In the past decade, research has revealed that HDL is actually a heterogeneous group of particles, some of which are beneficial while others are detrimental. Proteins called apolipoproteins, which are embedded on the surface of HDL particles, seem to drive these differences – in particular the subtype apolipoprotein C3 (Apo-C3). In fact, HDL particles lacking Apo-C3 are the only ones associated with greater coronary heart disease risk, so if PFAS only increase the HDL particles that carry Apo-C3, that would call into question a role in heart disease via this mechanism. There might be other ways PFAS damage the heart, possibly by increasing LDL or promoting other HDL particles that are detrimental. These are open questions.
The goal is to have a complete picture about these associations. What’s going on between PFAS and coronary heart disease? What’s going on between PFAS and different apolipoprotein species that predict heart disease risk? How do the different apolipoprotein species mediate the association between PFAS and coronary heart disease?
What was the benefit of the pilot funding in helping clarify these questions?
The Harvard Catalyst grant allowed us to generate preliminary evidence to help us judge whether our hypothesis is likely to be true. This will be really important for deciding the next step, whether we try to substantiate those associations in a much larger population or we stop here and move on to look at other adverse effects of PFAS. So far, I think this is still a viable and promising hypothesis that is worth our time and energy to examine.
What do you do when you’re not working?
(Laughing) Usually driving somewhere to pick up my 11-year-old daughter.
Before the pandemic I loved to ride my bicycle to the T station and take the subway to school. That was interrupted by Covid and I really hope to resume, because I truly believe that having a world unpolluted by chemicals is a better world. I also practice organic farming in our backyard and in a community garden where I have a small plot to grow vegetables. It’s a little bit of work, a lot of planning, and a fun way to spend some time gardening and promote healthy eating.
As a parent, knowing what you do about the risk of these chemicals and how ubiquitous they are, what do you do to protect your family?
It’s very hard, very hard.
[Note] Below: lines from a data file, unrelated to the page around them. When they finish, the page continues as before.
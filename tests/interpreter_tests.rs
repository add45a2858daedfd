//! End-to-end execution tests: full pipeline from source text to machine
//! result and `Print` output.

use quickcheck_macros::quickcheck;

use rpal::flatten::flatten;
use rpal::lexer::lex;
use rpal::machine::{Machine, RuntimeError, RuntimeErrorKind, Value};
use rpal::parser::parse;
use rpal::standardize::standardize;

/// Run a program, returning its final value and accumulated `Print` output.
fn run_program(source: &str) -> (Value, String) {
    let tree = parse(lex(source).expect("lexing failed")).expect("parsing failed");
    let deltas = flatten(&standardize(tree));
    let mut machine = Machine::new(deltas);
    let value = machine.run().expect("execution failed");
    (value, machine.into_output())
}

fn run_output(source: &str) -> String {
    run_program(source).1
}

fn run_error(source: &str) -> RuntimeError {
    let tree = parse(lex(source).expect("lexing failed")).expect("parsing failed");
    let deltas = flatten(&standardize(tree));
    let mut machine = Machine::new(deltas);
    machine.run().expect_err("execution should fail")
}

#[test]
fn e2e_let_binding_with_addition() {
    assert_eq!(run_output("let x = 5 in Print(x+3)"), "8");
}

#[test]
fn e2e_recursive_factorial() {
    let source = "let rec fact n = n eq 0 -> 1 | n * fact(n-1) in Print(fact 5)";
    assert_eq!(run_output(source), "120");
}

#[test]
fn e2e_tuple_sum_with_where() {
    let source = "let Sum A = Psum (A, Order A) \
                  where rec Psum (T,N) = N eq 0 -> 0 | Psum(T, N-1) + T N \
                  in Print(Sum(1,2,3,4,5))";
    assert_eq!(run_output(source), "15");
}

#[test]
fn e2e_tuple_parameter() {
    assert_eq!(run_output("let f (x,y) = x + y in Print(f(3,4))"), "7");
}

#[test]
fn e2e_string_reverse() {
    let source =
        "let rec rev S = S eq '' -> '' | (rev (Stern S)) @Conc (Stem S) in Print(rev 'Hello')";
    assert_eq!(run_output(source), "olleH");
}

#[test]
fn e2e_aug_renders_extended_tuple() {
    assert_eq!(run_output("Print( (1,2,3) aug 4 )"), "(1, 2, 3, 4)");
}

#[test]
fn closure_captures_its_creation_environment() {
    // The x visible inside f is the one bound when the lambda was built,
    // not the one in scope at the call.
    let source = "let x = 1 in let f = fn y . x + y in let x = 10 in Print(f 5)";
    assert_eq!(run_output(source), "6");
}

#[test]
fn fixed_point_matches_direct_computation() {
    let source = "let rec fib n = n ls 2 -> n | fib(n-1) + fib(n-2) in Print(fib 10)";
    assert_eq!(run_output(source), "55");
}

#[test]
fn tuple_indexing_is_one_based() {
    assert_eq!(run_output("let t = 10, 20, 30 in Print(t 1, t 3)"), "(10, 30)");
}

#[test]
fn order_and_null() {
    assert_eq!(run_output("Print(Order (1,2,3), Null nil, Null (1,2))"), "(3, true, false)");
}

#[test]
fn string_builtins() {
    assert_eq!(
        run_output("Print(Stem 'abc', Stern 'abc', 'ab' @Conc 'cd')"),
        "(a, bc, abcd)"
    );
}

#[test]
fn conc_is_curried() {
    // One argument at a time: a partial application is a value.
    assert_eq!(run_output("let p = Conc 'ab' in Print(p 'cd', p 'ef')"), "(abcd, abef)");
}

#[test]
fn itos_renders_decimal() {
    assert_eq!(run_output("Print('n=' @Conc (ItoS 7))"), "n=7");
}

#[test]
fn type_predicates() {
    let source = "Print(Isinteger 1, Isstring 1, Istuple nil, Isdummy dummy, \
                  Istruthvalue false, Isfunction Print)";
    assert_eq!(run_output(source), "(true, false, true, true, true, true)");
}

#[test]
fn printed_values_render_by_kind() {
    assert_eq!(run_output("Print(nil, dummy, true, 'x')"), "(nil, dummy, true, x)");
}

#[test]
fn lambda_values_render_their_bound_variable() {
    assert_eq!(run_output("Print(fn x . x)"), "[lambda closure: x]");
    assert_eq!(run_output("let f (x,y) = x in Print f"), "[lambda closure: x,y]");
}

#[test]
fn conditional_only_evaluates_the_taken_branch() {
    let (value, _) = run_program("true -> 1 | 1/0");
    assert_eq!(value, Value::Integer(1));
}

#[test]
fn and_definitions_bind_simultaneously() {
    assert_eq!(run_output("let x = 1 and y = 2 in Print(x + y)"), "3");
}

#[test]
fn within_exposes_only_the_inner_name() {
    let source = "let b = 2 within square = b * b in Print square";
    assert_eq!(run_output(source), "4");
    let error = run_error("let b = 2 within square = b * b in Print b");
    assert_eq!(error.kind, RuntimeErrorKind::UnboundIdentifier);
}

#[test]
fn empty_parameter_discards_its_argument() {
    assert_eq!(run_output("let f () = 7 in Print(f 1)"), "7");
}

#[test]
fn output_accumulates_across_prints() {
    let source = "let d = Print 1 in let e = Print 2 in Print 3";
    assert_eq!(run_output(source), "123");
}

#[test]
fn unbound_identifier_is_reported() {
    let error = run_error("x");
    assert_eq!(error.kind, RuntimeErrorKind::UnboundIdentifier);
}

#[test]
fn division_by_zero_is_reported() {
    let error = run_error("1 / 0");
    assert_eq!(error.kind, RuntimeErrorKind::DivisionByZero);
}

#[test]
fn overflow_is_an_error_not_wraparound() {
    let error = run_error("9223372036854775807 + 1");
    assert_eq!(error.kind, RuntimeErrorKind::ArithmeticOverflow);
}

#[test]
fn tuple_index_out_of_range_is_reported() {
    let error = run_error("let t = 1, 2 in t 5");
    assert_eq!(error.kind, RuntimeErrorKind::IndexOutOfRange);
}

#[test]
fn tuple_pattern_arity_is_checked() {
    let error = run_error("let f (x,y) = x in f (1,2,3)");
    assert_eq!(error.kind, RuntimeErrorKind::ArityMismatch);
}

#[test]
fn non_truth_conditional_is_reported() {
    let error = run_error("1 -> 2 | 3");
    assert_eq!(error.kind, RuntimeErrorKind::InvalidConditional);
}

#[test]
fn applying_a_non_function_is_reported() {
    let error = run_error("1 2");
    assert_eq!(error.kind, RuntimeErrorKind::TypeMismatch);
}

#[test]
fn errors_carry_the_environment_id() {
    let error = run_error("let f x = y in f 1");
    assert_eq!(error.kind, RuntimeErrorKind::UnboundIdentifier);
    // The failure happens inside f's frame, not the primitive one.
    assert!(error.environment > 0);
}

#[test]
fn execution_is_deterministic() {
    let source = "let rec fact n = n eq 0 -> 1 | n * fact(n-1) in Print(fact 7)";
    assert_eq!(run_program(source), run_program(source));
}

#[quickcheck]
fn recursive_factorial_matches_iterative(n: u8) -> bool {
    let n = i64::from(n % 10);
    let source = format!(
        "let rec fact k = k eq 0 -> 1 | k * fact(k-1) in Print(fact {})",
        n
    );
    let expected: i64 = (1..=n.max(1)).product();
    run_output(&source) == expected.to_string()
}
There’s a silver lining in this because people nowadays are very aware of these chemicals, and they can try to avoid products that contain them. That puts pressure on industry to switch their product lines and stop using PFAS.
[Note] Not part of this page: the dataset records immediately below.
//! Definition productions `D` through `Db`.

use crate::ast::Def;
use crate::lexer::{Keyword, Token};
use crate::parser::{ParseResult, ParseState};

use super::{at_vb_start, expression, variable_binding, variable_list};

/// D -> Da 'within' D | Da
pub(crate) fn definition(state: &mut ParseState) -> ParseResult<Def> {
    let first = and_definition(state)?;
    if state.at_keyword(Keyword::Within) {
        state.next();
        let rest = definition(state)?;
        Ok(Def::Within(Box::new(first), Box::new(rest)))
    } else {
        Ok(first)
    }
}

/// Da -> Dr ('and' Dr)+ | Dr
fn and_definition(state: &mut ParseState) -> ParseResult<Def> {
    let first = rec_definition(state)?;
    if !state.at_keyword(Keyword::And) {
        return Ok(first);
    }

    let mut members = vec![first];
    while state.at_keyword(Keyword::And) {
        state.next();
        members.push(rec_definition(state)?);
    }
    for member in &members {
        if !binds_single_name(member) {
            return Err(state.error_expected("single-name bindings on both sides of 'and'"));
        }
    }
    Ok(Def::Simultaneous(members))
}

/// Dr -> 'rec' Db | Db
pub(crate) fn rec_definition(state: &mut ParseState) -> ParseResult<Def> {
    if !state.at_keyword(Keyword::Rec) {
        return basic_definition(state);
    }

    state.next();
    let inner = basic_definition(state)?;
    if !binds_single_name(&inner) {
        return Err(state.error_expected("a single-name binding after 'rec'"));
    }
    Ok(Def::Rec(Box::new(inner)))
}

/// Db -> Vl '=' E | <ID> Vb+ '=' E | '(' D ')'
fn basic_definition(state: &mut ParseState) -> ParseResult<Def> {
    if state.at_punct('(') {
        state.next();
        let inner = definition(state)?;
        state.expect_punct(')')?;
        return Ok(inner);
    }

    if !matches!(state.peek(), Token::Identifier(_)) {
        return Err(state.error_expected("a definition"));
    }

    // One token of lookahead separates `f x .. = E` from `x = E` / `x, y = E`.
    let function_form = matches!(state.peek_second(), Token::Identifier(_))
        || matches!(state.peek_second(), Token::Punct(p) if p.mark == '(');

    if function_form {
        let name = state.expect_identifier()?;
        let mut vars = vec![variable_binding(state)?];
        while at_vb_start(state) {
            vars.push(variable_binding(state)?);
        }
        state.expect_operator("=")?;
        let body = expression(state)?;
        Ok(Def::FunctionForm(name, vars, Box::new(body)))
    } else {
        let names = variable_list(state)?;
        state.expect_operator("=")?;
        let value = expression(state)?;
        Ok(Def::Bind(names, Box::new(value)))
    }
}

/// Whether a definition binds exactly one name, as `rec` and the members of
/// an `and` group require.
fn binds_single_name(def: &Def) -> bool {
    match def {
        Def::Bind(names, _) => names.len() == 1,
        Def::FunctionForm(_, _, _) => true,
        Def::Rec(inner) => binds_single_name(inner),
        Def::Within(_, body) => binds_single_name(body),
        Def::Simultaneous(_) => false,
    }
}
“The Harvard Catalyst grant allowed us to generate preliminary evidence to help us judge whether our hypothesis is likely to be true.”
I think it’s essentially impossible to entirely avoid PFAS contamination, but there are ways that you can potentially reduce your exposure. You can switch to alternative products. For example you could only buy popcorn packaged without PFAS. That’s absolutely doable. By foregoing food that uses coated paper containers, you’ll reduce your PFAS exposure and also, most likely, decrease empty calories.
I think people should also start monitoring their drinking water for PFAS and avoid drinking contaminated water. I understand that buying water can be expensive and out of reach for many people, often the very communities whose water is contaminated. Research is needed to understand how scientists or government can clean up contaminated water.
Another concern is that the industry has not stopped producing chemicals that fall in the category of PFAS. Production continues. Only two of the most notorious PFAS — PFOA and PFOS – are phased out and banned from production. Thousands of others are still in production. I don’t think industry knows half the effects of those new chemicals they are introducing into our environment, and the science really lags behind because we don’t even know what they’re producing. It’s an ongoing issue between scientists and industry. But they could help us. Working together, we could hopefully build an environment that is less impacted by these forever chemicals.